Please keep to the lines below from the one with "Connect with the" through the one with "the configured mailbox", and restate them word for word, ends included.

Given entries Start Marker

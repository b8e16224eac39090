//! Generic IMAP provider over implicit TLS

use async_imap::types::Flag;
use async_trait::async_trait;
use futures::StreamExt;
use std::collections::HashSet;
use std::env;
use std::sync::Arc;
use tokio::net::TcpStream;
use tokio::sync::Mutex;
use tokio_rustls::client::TlsStream;
use tokio_rustls::rustls::pki_types::ServerName;
use tokio_rustls::rustls::{ClientConfig, RootCertStore};
use tokio_rustls::TlsConnector;
use tokio_util::compat::{Compat, TokioAsyncReadCompatExt};
use tracing::{debug, info, warn};

use crate::client::MailProvider;
use crate::config::ImapConfig;
use crate::error::{CleanupError, Result};
use crate::parser::RawMessage;

type ImapSession = async_imap::Session<Compat<TlsStream<TcpStream>>>;

/// Mailbox on an IMAP server; message ids are UIDs in the selected mailbox
pub struct ImapProvider {
    session: Mutex<ImapSession>,
    mailbox: String,
    max_messages: usize,
    /// Server advertises UIDPLUS, so `UID EXPUNGE` is available
    uidplus: bool,
}

impl ImapProvider {
    /// Connect with the password from `IMAP_PASSWORD`
    pub async fn connect_from_env(config: &ImapConfig, max_messages: usize) -> Result<Self> {
        let password = password_from(env::var("IMAP_PASSWORD").ok())?;
        Self::connect(config, &password, max_messages).await
    }

    /// TLS handshake, LOGIN and SELECT of the configured mailbox
    pub async fn connect(config: &ImapConfig, password: &str, max_messages: usize) -> Result<Self> {
        let tls = connect_tls(&config.host, config.port).await?;

        let client = async_imap::Client::new(tls);
        let mut session = client
            .login(&config.username, password)
            .await
            .map_err(|e| CleanupError::AuthError(format!("IMAP login failed: {}", e.0)))?;

        session
            .select(&config.mailbox)
            .await
            .map_err(|e| imap_error("SELECT", e))?;

        let uidplus = session
            .capabilities()
            .await
            .map_err(|e| imap_error("CAPABILITY", e))?
            .has_str("UIDPLUS");

        info!(host = %config.host, mailbox = %config.mailbox, uidplus, "IMAP session ready");
        Ok(Self {
            session: Mutex::new(session),
            mailbox: config.mailbox.clone(),
            max_messages,
            uidplus,
        })
    }

    /// Set or clear one flag on a UID and wait for the server to confirm
    async fn store(&self, uid: u32, command: &str) -> Result<()> {
        let mut session = self.session.lock().await;
        let updates = session
            .uid_store(uid.to_string(), command)
            .await
            .map_err(|e| imap_error("STORE", e))?;
        drain_stream(updates)
            .await
            .map_err(|e| imap_error("STORE", e))
    }

    /// Log out cleanly; dropping the provider just closes the socket
    pub async fn logout(self) -> Result<()> {
        let mut session = self.session.into_inner();
        session.logout().await.map_err(|e| imap_error("LOGOUT", e))
    }
}

async fn connect_tls(host: &str, port: u16) -> Result<Compat<TlsStream<TcpStream>>> {
    let tcp_stream = TcpStream::connect((host, port))
        .await
        .map_err(|e| CleanupError::NetworkError(format!("TCP connect to {}:{} failed: {}", host, port, e)))?;

    let config = ClientConfig::builder()
        .with_root_certificates(RootCertStore::from_iter(
            webpki_roots::TLS_SERVER_ROOTS.iter().cloned(),
        ))
        .with_no_client_auth();

    let connector = TlsConnector::from(Arc::new(config));
    let server_name = ServerName::try_from(host.to_string())
        .map_err(|e| CleanupError::ConfigError(format!("Invalid IMAP host '{}': {}", host, e)))?;

    let tls_stream = connector
        .connect(server_name, tcp_stream)
        .await
        .map_err(|e| CleanupError::NetworkError(format!("TLS handshake failed: {}", e)))?;

    Ok(tls_stream.compat())
}

async fn drain_stream<T, E>(
    stream: impl futures::Stream<Item = std::result::Result<T, E>>,
) -> std::result::Result<(), E> {
    futures::pin_mut!(stream);
    while let Some(result) = stream.next().await {
        result?;
    }
    Ok(())
}

fn password_from(value: Option<String>) -> Result<String> {
    value
        .filter(|p| !p.is_empty())
        .ok_or_else(|| CleanupError::ConfigError("IMAP_PASSWORD not set".to_string()))
}

/// How a `\Deleted` message is removed for good
#[derive(Debug, Clone, PartialEq, Eq)]
enum Expunge {
    /// `UID EXPUNGE` (UIDPLUS), limited to these UIDs
    Uids(String),
    /// Plain `EXPUNGE`; also removes anything else flagged `\Deleted`
    Mailbox,
}

impl Expunge {
    fn for_uid(uidplus: bool, uid: u32) -> Self {
        if uidplus {
            Expunge::Uids(uid.to_string())
        } else {
            Expunge::Mailbox
        }
    }
}

fn imap_error(command: &str, error: impl std::fmt::Display) -> CleanupError {
    CleanupError::ApiError(format!("IMAP {} failed: {}", command, error))
}

fn parse_uid(id: &str) -> Result<u32> {
    id.trim()
        .parse()
        .map_err(|_| CleanupError::InvalidMessageFormat(format!("Invalid IMAP UID '{}'", id)))
}

/// SEARCH criteria; blank means every message
fn search_criteria(query: &str) -> &str {
    let query = query.trim();
    if query.is_empty() {
        "ALL"
    } else {
        query
    }
}

/// Highest UIDs first, capped at `max`
fn newest_first(uids: HashSet<u32>, max: usize) -> Vec<String> {
    let mut uids: Vec<u32> = uids.into_iter().collect();
    uids.sort_unstable_by(|a, b| b.cmp(a));
    uids.truncate(max);
    uids.into_iter().map(|u| u.to_string()).collect()
}

#[async_trait]
impl MailProvider for ImapProvider {
    async fn list_messages(&self, query: &str) -> Result<Vec<String>> {
        let criteria = search_criteria(query);
        let uids = {
            let mut session = self.session.lock().await;
            session
                .uid_search(criteria)
                .await
                .map_err(|e| imap_error("SEARCH", e))?
        };

        let ids = newest_first(uids, self.max_messages);
        debug!(count = ids.len(), mailbox = %self.mailbox, criteria, "Listed IMAP messages");
        Ok(ids)
    }

    async fn get_message(&self, id: &str) -> Result<RawMessage> {
        let uid = parse_uid(id)?;
        let mut session = self.session.lock().await;

        // PEEK leaves \Seen untouched
        let fetches = session
            .uid_fetch(uid.to_string(), "(UID FLAGS BODY.PEEK[])")
            .await
            .map_err(|e| imap_error("FETCH", e))?;
        futures::pin_mut!(fetches);

        let mut found = None;
        while let Some(fetch) = fetches.next().await {
            let fetch = fetch.map_err(|e| imap_error("FETCH", e))?;
            if found.is_some() || fetch.uid != Some(uid) {
                continue;
            }
            if let Some(body) = fetch.body() {
                let seen = fetch.flags().any(|flag| matches!(flag, Flag::Seen));
                found = Some(RawMessage::Mime {
                    id: id.to_string(),
                    raw: body.to_vec(),
                    seen,
                });
            }
        }

        found.ok_or_else(|| CleanupError::MessageNotFound(format!("UID {} in {}", uid, self.mailbox)))
    }

    async fn delete_message(&self, id: &str) -> Result<()> {
        let uid = parse_uid(id)?;
        self.store(uid, "+FLAGS (\\Deleted)").await?;

        let mut session = self.session.lock().await;
        match Expunge::for_uid(self.uidplus, uid) {
            Expunge::Uids(uid_set) => {
                let expunged = session
                    .uid_expunge(uid_set)
                    .await
                    .map_err(|e| imap_error("UID EXPUNGE", e))?;
                drain_stream(expunged)
                    .await
                    .map_err(|e| imap_error("UID EXPUNGE", e))
            }
            Expunge::Mailbox => {
                warn!(uid, mailbox = %self.mailbox, "Server lacks UIDPLUS, expunging whole mailbox");
                let expunged = session
                    .expunge()
                    .await
                    .map_err(|e| imap_error("EXPUNGE", e))?;
                drain_stream(expunged)
                    .await
                    .map_err(|e| imap_error("EXPUNGE", e))
            }
        }
    }

    async fn mark_read(&self, id: &str, read: bool) -> Result<()> {
        let uid = parse_uid(id)?;
        let command = if read {
            "+FLAGS (\\Seen)"
        } else {
            "-FLAGS (\\Seen)"
        };
        self.store(uid, command).await
    }
}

Given entries End Marker

§ Answer space:
    /// Connect with the password from `IMAP_PASSWORD`
    pub async fn connect_from_env(config: &ImapConfig, max_messages: usize) -> Result<Self> {
        let password = password_from(env::var("IMAP_PASSWORD").ok())?;
        Self::connect(config, &password, max_messages).await
    }

    /// TLS handshake, LOGIN and SELECT of the configured mailbox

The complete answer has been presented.